Biyoloji ya da Diribilimi ,Yunanca“Bios
(yaşam)” ve“Logos (bilim)”kelimelerinin birleşmesi ile oluşmuş tüm canlıların
çevreleriyle ve birbirleriyle etkileşimlerini ,bu etkileşimlerinin nedenlerini
sonuçlarını ,canlıların doğumlarından ölümlerine kadar olan süreçleri inceleyen
ve araştıran bilim dalına denir.Bu işle uğraşan kimselere BİYOLOG veya
DİRİBİLİMCİ denir. Biyologlar, tüm canlıları; tüm gezegeni kaplayan küresel
boyuttan, hücre ve molekülleri kapsayan mikroskobik boyuta kadar onları
etkileyen önemli dinamik olaylarla birlikte inceleyen, biyoloji bilimiyle
uğraşan kişilerdir.

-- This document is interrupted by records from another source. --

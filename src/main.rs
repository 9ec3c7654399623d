use std::{path::PathBuf, process};

use c8interp::{
    display::{GFX_HEIGHT, GFX_WIDTH},
    emulator::{Emulator, EmulatorConfig, DEFAULT_FRAME_RATE, MAX_FRAME_RATE},
    Machine, MachineConfig,
};
use clap::Parser;
use winit::{dpi::LogicalSize, event::Event, event_loop::EventLoop, window::WindowBuilder};

const MAX_SCALE: i64 = 64;

#[derive(Debug, Parser)]
#[command(name = "c8interp")]
#[command(about = "Run a CHIP-8 program")]
struct Args {
    /// Program image, loaded verbatim at 0x200
    rom: PathBuf,

    /// Instructions executed per frame
    #[arg(long, default_value_t = 1, value_parser = clap::value_parser!(u32).range(1..))]
    cycles_per_frame: u32,

    #[arg(long, default_value_t = DEFAULT_FRAME_RATE, value_parser = clap::value_parser!(u64).range(1..=MAX_FRAME_RATE))]
    frame_rate: u64,

    /// Window pixels per CHIP-8 pixel
    #[arg(long, default_value_t = 16, value_parser = clap::value_parser!(u32).range(1..=MAX_SCALE))]
    scale: u32,

    #[arg(long)]
    mute: bool,
}

fn fail(message: String) -> ! {
    log::error!("{}", message);
    eprintln!("c8interp: {}", message);
    process::exit(1)
}

fn main() {
    env_logger::init();
    let args = Args::parse();

    let rom = std::fs::read(&args.rom)
        .unwrap_or_else(|err| fail(format!("could not read {}: {}", args.rom.display(), err)));
    let machine = Machine::new(
        &rom,
        MachineConfig {
            cycles_per_tick: args.cycles_per_frame,
        },
    )
    .unwrap_or_else(|err| fail(err.to_string()));
    log::info!("loaded {} ({} bytes)", args.rom.display(), rom.len());

    let event_loop = EventLoop::new();
    let window = WindowBuilder::new()
        .with_title("CHIP-8 Emulator")
        .with_inner_size(LogicalSize::new(
            GFX_WIDTH as u32 * args.scale,
            GFX_HEIGHT as u32 * args.scale,
        ))
        .build(&event_loop)
        .unwrap_or_else(|err| fail(format!("could not open window: {}", err)));

    let config = EmulatorConfig {
        frame_rate: args.frame_rate,
        mute: args.mute,
    };
    let mut emulator = Emulator::new(&window, machine, config)
        .unwrap_or_else(|err| fail(format!("could not start renderer: {}", err)));

    event_loop.run(move |event, _, control_flow| {
        let flow_change = match event {
            Event::WindowEvent {
                window_id, event, ..
            } if window_id == window.id() => emulator.handle_window_event(event),
            Event::MainEventsCleared => emulator.handle_update(&window),
            Event::RedrawRequested(_) => emulator.handle_redraw(),
            Event::LoopDestroyed => {
                let code = emulator.exit_code();
                if code != 0 {
                    process::exit(code);
                }
                None
            }
            _ => None,
        };

        if let Some(new_control_flow) = flow_change {
            *control_flow = new_control_flow;
        }
    })
}

#[cfg(test)]
mod tests {
    use clap::Parser;

    use super::Args;

    #[test]
    fn defaults_apply() {
        let args = Args::try_parse_from(["c8interp", "game.ch8"]).unwrap();
        assert_eq!(args.cycles_per_frame, 1);
        assert_eq!(args.frame_rate, 60);
        assert_eq!(args.scale, 16);
        assert!(!args.mute);
    }

    #[test]
    fn frame_rate_is_bounded() {
        assert!(Args::try_parse_from(["c8interp", "game.ch8", "--frame-rate", "0"]).is_err());
        assert!(Args::try_parse_from(["c8interp", "game.ch8", "--frame-rate", "4294967296"]).is_err());
        let args = Args::try_parse_from(["c8interp", "game.ch8", "--frame-rate", "1000"]).unwrap();
        assert_eq!(args.frame_rate, 1000);
    }

    #[test]
    fn scale_is_bounded() {
        assert!(Args::try_parse_from(["c8interp", "game.ch8", "--scale", "0"]).is_err());
        assert!(Args::try_parse_from(["c8interp", "game.ch8", "--scale", "67108865"]).is_err());
        let args = Args::try_parse_from(["c8interp", "game.ch8", "--scale", "64"]).unwrap();
        assert_eq!(args.scale, 64);
    }
}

Biyoloji biliminin tarihçesine bakacak olursak ;
Biyolojinin; botanik, zooloji ve tıp gibi birçok dalı eskidir. Ancak, bunları
tek bir kategori altında toplayan "biyoloji", ancak 19. yüzyılda
ortaya çıkmıştır. Biyoloji biliminin tarihçesine bakacak olursak Biyoloji
biliminin tek bir bilim olarak ortaya çıkması 19.yüzyılı bulmuş olsa da
biyolojik bilimlerden, tıp geleneklerinden, doğa tarihiyle olanların izleri
Greklere kadar gidebilir. Rönesans ve Keşif Çağı’nda deneyciliğin tekrar
yükselişte olması ,bilinen organizma sayısının artması ile biyolojik düşünce
gelişti. Andreas Vesalius, fizyolojide ki dikkatli gözlemin artmasını başlattı,
Carolus Linnaeus, Georges-Louis Leclerc, Comte de Buffon gibi insanlar hayatın
çeşitliliğini anlamak, fosil kayıtlarında bulunmak ve organizma davranışlarını
incelemek adına kavramsal çalışmalar başlattılar. Antoine Lavoisier ve diğer
fizikçiler, fiziksel ve kimyasal teorilerle hayvansal ve hayvansal olmayan
âlemleri birleştirmeye başladı. 19. yüzyıla doğru gidildikçe, Alexander von
Humboldt gibi kâşif-doğacılar, organizmaların aralarındaki ilişkileri ve bu
ilişkilerin bulundukları ortama göre nasıl farklılık gösterdiklerini
inceleyerek biyocoğrafya, ekoloji ve etoloji gibi bilim dallarını başlattı.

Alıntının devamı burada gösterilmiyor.